OpenBSD Journal

on iommu

Contributed by mbalmer on from the good-bits-come-in-groups-of-eight dept.

By Jason Wright

AMD64 and SPARC64, two of the 64-bit architectures supported by OpenBSD, contain a device called the IOMMU (Input/Output Memory Management Unit). The IOMMU allows 32-bit devices to see all of the (64-bit addressed) main memory although with a 32-bit address bus you can only address a 32-bit address space. It is a MMU that translates DMA virtual addresses to real physical addresses.

Sounds weird? Well, here is some background information by OpenBSD developer Jason Wright (jason@)

In an i386 machine with less than 4GB of memory, a 32bit device can address all of main memory with no translation assistance. The problem comes when there is more than 4GB of memory. Two solutions exist for this problem.

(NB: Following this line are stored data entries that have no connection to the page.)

//! End-to-end scenarios for the viewer controller against an in-process
//! content source.

use async_trait::async_trait;
use std::collections::BTreeSet;
use std::sync::{mpsc, Arc, Mutex};
use tokio::sync::Notify;

use quran_viewer_core::preferences::TRANSLATION_KEY;
use quran_viewer_core::{
    AnnotationCategory, AnnotationStore, CatalogEntry, ContentSource, KeyValueStore, MemoryStore,
    PageContent, PageLoad, PlaybackListener, PlaybackSignal, PlaybackSnapshot, PortResult,
    SearchHit, StructuralInfo, Unit, UnitKey, ViewerController, ViewerEvent, ViewerListener,
    ViewerOptions,
};

/// Serves five units per page. Requests for `gated_page` block until released.
#[derive(Default)]
struct FakeSource {
    gated_page: Option<u16>,
    requested: Notify,
    release: Notify,
}

impl FakeSource {
    fn gated(page: u16) -> Self {
        Self {
            gated_page: Some(page),
            ..Self::default()
        }
    }
}

fn page_content(page: u16) -> PageContent {
    let first = (page - 1) * 5;
    let units = (1..=5)
        .map(|i| Unit::new(UnitKey::new(2, first + i), format!("page {} verse {}", page, i)))
        .collect();
    PageContent::new(
        page,
        units,
        StructuralInfo {
            major_division_name: "Al-Baqarah".to_string(),
            minor_division_index: 1,
            sub_division_index: 1,
        },
    )
    .unwrap()
}

#[async_trait]
impl ContentSource for FakeSource {
    async fn fetch_page(&self, page_number: u16) -> PortResult<PageContent> {
        if self.gated_page == Some(page_number) {
            self.requested.notify_one();
            self.release.notified().await;
        }
        Ok(page_content(page_number))
    }

    async fn fetch_page_with_translation(
        &self,
        page_number: u16,
        _translation_id: &str,
    ) -> PortResult<PageContent> {
        self.fetch_page(page_number).await
    }

    async fn fetch_audio_refs(&self, page_number: u16, reciter_id: &str) -> PortResult<Vec<String>> {
        Ok((1..=5)
            .map(|i| format!("https://audio.test/{}/{}/{}.mp3", reciter_id, page_number, i))
            .collect())
    }

    async fn search(&self, _query: &str, _language: &str) -> PortResult<Vec<SearchHit>> {
        Ok(Vec::new())
    }

    async fn list_reciters(&self) -> PortResult<Vec<CatalogEntry>> {
        Ok(Vec::new())
    }

    async fn list_translations(&self) -> PortResult<Vec<CatalogEntry>> {
        Ok(Vec::new())
    }
}

#[derive(Default)]
struct EventLog(Mutex<Vec<ViewerEvent>>);

impl ViewerListener for EventLog {
    fn on_event(&self, event: &ViewerEvent) {
        self.0.lock().unwrap().push(event.clone());
    }
}

fn viewer(source: Arc<FakeSource>) -> (Arc<ViewerController>, Arc<EventLog>) {
    let kv = Arc::new(MemoryStore::new());
    let log = Arc::new(EventLog::default());
    let controller = ViewerController::new(
        source,
        Arc::new(AnnotationStore::open(kv.clone())),
        kv,
        ViewerOptions::default(),
    )
    .with_viewer_listener(log.clone());
    (Arc::new(controller), log)
}

#[tokio::test]
async fn late_response_for_an_older_request_is_discarded() {
    let source = Arc::new(FakeSource::gated(5));
    let (viewer, log) = viewer(source.clone());

    let slow = tokio::spawn({
        let viewer = viewer.clone();
        async move { viewer.change_page(5).await }
    });
    source.requested.notified().await;

    assert_eq!(viewer.change_page(7).await.unwrap(), PageLoad::Applied(7));
    source.release.notify_one();
    assert_eq!(slow.await.unwrap().unwrap(), PageLoad::Discarded(5));

    assert_eq!(viewer.current_page(), 7);
    assert_eq!(viewer.current_content().unwrap().page_number(), 7);
    assert_eq!(
        log.0.lock().unwrap().as_slice(),
        &[ViewerEvent::PageChanged { page_number: 7 }]
    );
}

/// Blocks the thread that reports `PageChanged` for `page` until resumed.
struct PauseOnPage {
    page: u16,
    reached: Notify,
    resume: Mutex<mpsc::Receiver<()>>,
}

impl ViewerListener for PauseOnPage {
    fn on_event(&self, event: &ViewerEvent) {
        if *event == (ViewerEvent::PageChanged { page_number: self.page }) {
            self.reached.notify_one();
            let _ = self.resume.lock().unwrap().recv();
        }
    }
}

#[derive(Default)]
struct LastPlayback(Mutex<Option<PlaybackSnapshot>>);

impl PlaybackListener for LastPlayback {
    fn on_playback(&self, _signal: Option<&PlaybackSignal>, snapshot: &PlaybackSnapshot) {
        *self.0.lock().unwrap() = Some(snapshot.clone());
    }
}

#[tokio::test(flavor = "multi_thread", worker_threads = 2)]
async fn newer_page_applied_during_listener_callbacks_keeps_its_audio() {
    let (resume, paused) = mpsc::channel();
    let pause = Arc::new(PauseOnPage {
        page: 5,
        reached: Notify::new(),
        resume: Mutex::new(paused),
    });
    let last = Arc::new(LastPlayback::default());
    let kv = Arc::new(MemoryStore::new());
    let viewer = Arc::new(
        ViewerController::new(
            Arc::new(FakeSource::default()),
            Arc::new(AnnotationStore::open(kv.clone())),
            kv,
            ViewerOptions::default(),
        )
        .with_viewer_listener(pause.clone())
        .with_playback_listener(last.clone()),
    );

    let older = tokio::spawn({
        let viewer = viewer.clone();
        async move { viewer.change_page(5).await }
    });
    pause.reached.notified().await;

    assert_eq!(viewer.change_page(7).await.unwrap(), PageLoad::Applied(7));
    resume.send(()).unwrap();
    assert_eq!(older.await.unwrap().unwrap(), PageLoad::Applied(5));

    let page_seven_start = UnitKey::new(2, 31);
    assert_eq!(viewer.current_content().unwrap().page_number(), 7);
    assert_eq!(viewer.playback().unit_key, Some(page_seven_start));
    let published = last.0.lock().unwrap().clone().unwrap();
    assert_eq!(published.unit_key, Some(page_seven_start));
    assert_eq!(published.load_id, viewer.playback().load_id);
}

#[tokio::test]
async fn recording_mode_click_creates_exactly_one_annotation() {
    let (viewer, log) = viewer(Arc::new(FakeSource::default()));
    viewer.change_page(1).await.unwrap();
    viewer.enter_recording_mode(AnnotationCategory::PronunciationError);

    let key: UnitKey = "2:5".parse().unwrap();
    let created = viewer.select(key).unwrap().unwrap();
    assert_eq!(created.category, AnnotationCategory::PronunciationError);
    assert_eq!(created.page_number, 1);
    assert_eq!(created.unit_key, key);

    // Second click deselects and records nothing.
    assert_eq!(viewer.select(key).unwrap(), None);
    assert_eq!(viewer.state().selected_unit_key, None);
    assert_eq!(viewer.annotations().list_by_page(1), vec![created]);

    let events = log.0.lock().unwrap();
    let selections: Vec<_> = events
        .iter()
        .filter(|e| matches!(e, ViewerEvent::SelectionChanged { .. }))
        .collect();
    assert_eq!(selections.len(), 2);

    let overlay = viewer.overlay().unwrap();
    assert_eq!(overlay.highlights.len(), 1);
    assert_eq!(overlay.highlights[0].color, "#f87171");
}

#[tokio::test]
async fn bookmark_toggles_the_current_page() {
    let (viewer, _) = viewer(Arc::new(FakeSource::default()));
    viewer.change_page(12).await.unwrap();
    assert!(viewer.state().bookmarks.is_empty());

    assert!(viewer.toggle_bookmark().unwrap());
    assert_eq!(viewer.state().bookmarks, BTreeSet::from([12]));
    assert!(viewer.snapshot().is_bookmarked);

    assert!(!viewer.toggle_bookmark().unwrap());
    assert!(viewer.state().bookmarks.is_empty());
}

#[tokio::test]
async fn recent_pages_are_most_recent_first_without_duplicates() {
    let (viewer, _) = viewer(Arc::new(FakeSource::default()));
    for page in [1, 2, 3, 2, 4] {
        viewer.change_page(page).await.unwrap();
    }
    assert_eq!(viewer.state().recent_pages, vec![4, 2, 3, 1]);
}

#[tokio::test]
async fn preferences_survive_a_new_controller() {
    let kv = Arc::new(MemoryStore::new());
    let source = Arc::new(FakeSource::default());
    let first = ViewerController::new(
        source.clone(),
        Arc::new(AnnotationStore::open(kv.clone())),
        kv.clone(),
        ViewerOptions::default(),
    );
    first.change_page(40).await.unwrap();
    first.toggle_bookmark().unwrap();
    first.set_zoom(20).unwrap();
    first.set_dark_mode(true).unwrap();

    let second = ViewerController::new(
        source,
        Arc::new(AnnotationStore::open(kv.clone())),
        kv,
        ViewerOptions::default(),
    );
    let state = second.state();
    assert_eq!(state.current_page, 40);
    assert_eq!(state.zoom_level, 120);
    assert!(state.dark_mode);
    assert_eq!(state.bookmarks, BTreeSet::from([40]));
}

#[tokio::test]
async fn hiding_translations_forgets_the_stored_choice() {
    let kv = Arc::new(MemoryStore::new());
    let source = Arc::new(FakeSource::default());
    let first = ViewerController::new(
        source.clone(),
        Arc::new(AnnotationStore::open(kv.clone())),
        kv.clone(),
        ViewerOptions::default(),
    );
    first.set_translation(Some("en.sahih".to_string())).await.unwrap();
    assert_eq!(kv.get(TRANSLATION_KEY).unwrap().as_deref(), Some("\"en.sahih\""));

    first.set_translation(None).await.unwrap();
    assert_eq!(kv.get(TRANSLATION_KEY).unwrap(), None);

    let second = ViewerController::new(
        source,
        Arc::new(AnnotationStore::open(kv.clone())),
        kv,
        ViewerOptions::default(),
    );
    let state = second.state();
    assert_eq!(state.translation, None);
    assert!(!state.show_translation);
}
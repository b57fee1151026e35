//! services/api/src/web/protocol.rs
//!
//! Defines the WebSocket message protocol between the browser client and the API server
//! for the page viewer. The browser owns the actual audio element; the server owns the
//! playback cursor and tells the browser what to load.

use quran_viewer_core::domain::Selection;
use quran_viewer_core::playback::{PlaybackSignal, PlaybackSnapshot};
use quran_viewer_core::ports::ViewerEvent;
use serde::{Deserialize, Serialize};

//=========================================================================================
// Messages Sent FROM the Client (Browser) TO the Server
//=========================================================================================

/// Represents the structured text messages a client can send to the server.
#[derive(Deserialize, Debug, Clone, PartialEq)]
#[serde(tag = "type", rename_all = "snake_case")]
pub enum ClientMessage {
    // --- Transport controls ---
    TogglePlayback,
    SkipNext,
    SkipPrevious,
    /// Starts the page again after it completed.
    Replay,
    Seek { percent: f64 },
    SetVolume { volume: u8 },
    ToggleMute,

    // --- Reports from the browser's audio element ---
    // Each echoes the `load_id` of the `load` signal it answers; reports for
    // an older load are ignored.
    AudioReady {
        load_id: u64,
        #[serde(default)]
        duration: Option<f64>,
    },
    AudioProgress {
        load_id: u64,
        position: f64,
        #[serde(default)]
        duration: Option<f64>,
    },
    AudioEnded { load_id: u64 },
    AudioError { load_id: u64, message: String },
}

//=========================================================================================
// Messages Sent FROM the Server TO the Client (Browser)
//=========================================================================================

/// Represents the structured text messages the server can send to the client.
#[derive(Serialize, Debug, Clone, PartialEq)]
#[serde(tag = "type", rename_all = "snake_case")]
pub enum ServerMessage {
    PageChanged {
        page_number: u16,
    },
    /// `None` when the selection was cleared.
    SelectionChanged {
        selection: Option<Selection>,
    },
    /// The cursor changed. `signal`, when present, tells the audio element what to do.
    Playback {
        signal: Option<PlaybackSignal>,
        snapshot: PlaybackSnapshot,
    },
    /// The last verse of the page finished.
    PlaybackCompleted,
    /// Reports an error to the client, which should display an error message.
    Error { message: String },
}

impl From<&ViewerEvent> for ServerMessage {
    fn from(event: &ViewerEvent) -> Self {
        match event {
            ViewerEvent::PageChanged { page_number } => ServerMessage::PageChanged {
                page_number: *page_number,
            },
            ViewerEvent::SelectionChanged { selection } => ServerMessage::SelectionChanged {
                selection: *selection,
            },
        }
    }
}

#[cfg(test)]
mod tests {
    use super::*;

    #[test]
    fn client_messages_use_snake_case_tags() {
        let seek: ClientMessage = serde_json::from_str(r#"{"type":"seek","percent":42.5}"#).unwrap();
        assert_eq!(seek, ClientMessage::Seek { percent: 42.5 });

        let ready: ClientMessage =
            serde_json::from_str(r#"{"type":"audio_ready","load_id":4}"#).unwrap();
        assert_eq!(ready, ClientMessage::AudioReady { load_id: 4, duration: None });

        let ended: ClientMessage =
            serde_json::from_str(r#"{"type":"audio_ended","load_id":4}"#).unwrap();
        assert_eq!(ended, ClientMessage::AudioEnded { load_id: 4 });
    }

    #[test]
    fn media_reports_without_a_load_id_are_rejected() {
        assert!(serde_json::from_str::<ClientMessage>(r#"{"type":"audio_ended"}"#).is_err());
    }

    #[test]
    fn viewer_events_become_server_messages() {
        let message = ServerMessage::from(&ViewerEvent::PageChanged { page_number: 12 });
        let json = serde_json::to_value(&message).unwrap();
        assert_eq!(json["type"], "page_changed");
        assert_eq!(json["page_number"], 12);
    }
}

The more simplistic approach is to use bounce buffers. This is precisely what is done for isadma devices. isadma has a maximum address space of 16MB in the lowest physical addresses. When a buffer needs to be transferred to one of these devices, a bounce buffer is allocated from the low 16MB, the original buffer is copied into the bounce buffer, and the bounce buffer is sent to the device. This same technique will work in 32bit PCI as well where the physical address limitation is a little less tight: 0 - 4GB, but copies are expensive.

The other approach is to take advantage of the hardware address translation services of an IOMMU. When a buffer exists in physical memory outside the range addressable by the device, some adddress space is allocated from the region managed by the IOMMU. This IOMMU DVA, DMA virtual addresses, is then given to the device, and the DVA is entered into the page table of the IOMMU to point to the "real" physical address.

When the device goes to transfer the buffer, the IOMMU intercepts the transfer, finds the real physical address and puts that on the bus instead. The device is completely oblivious to the translation taking place. When the device is done, the translation entry is removed from the table.

IOMMU is present in all "real" AMD64 machines, but not the Intel clones. Unfortunately, OpenBSD support for IOMMU on the AMD machines is not quite ready for primetime (code exists, but "real life" has consorted against me finishing it). IOMMU is also present on sparc and sparc64, and has been working there since the ports were brought up. Similiar translation mechanisms exist on HPPA64 and the 64bit PowerPC's.

(Comments are closed)


Comments
  1. By Anonymous Coward (66.11.66.41) on

    I realize alpha support in openbsd isn't so great, but its also 64 bit.

    Comments
    1. By Anonymous Coward (151.136.100.2) on

      there is no iommu on alpha

      Comments
      1. By Martin Reindl (62.178.75.222) martin@ on

        > there is no iommu on alpha

        And physical memory is currently limited to 1GB.

        Comments
        1. By Anonymous Coward (66.11.66.41) on

          > > there is no iommu on alpha
          >
          > And physical memory is currently limited to 1GB.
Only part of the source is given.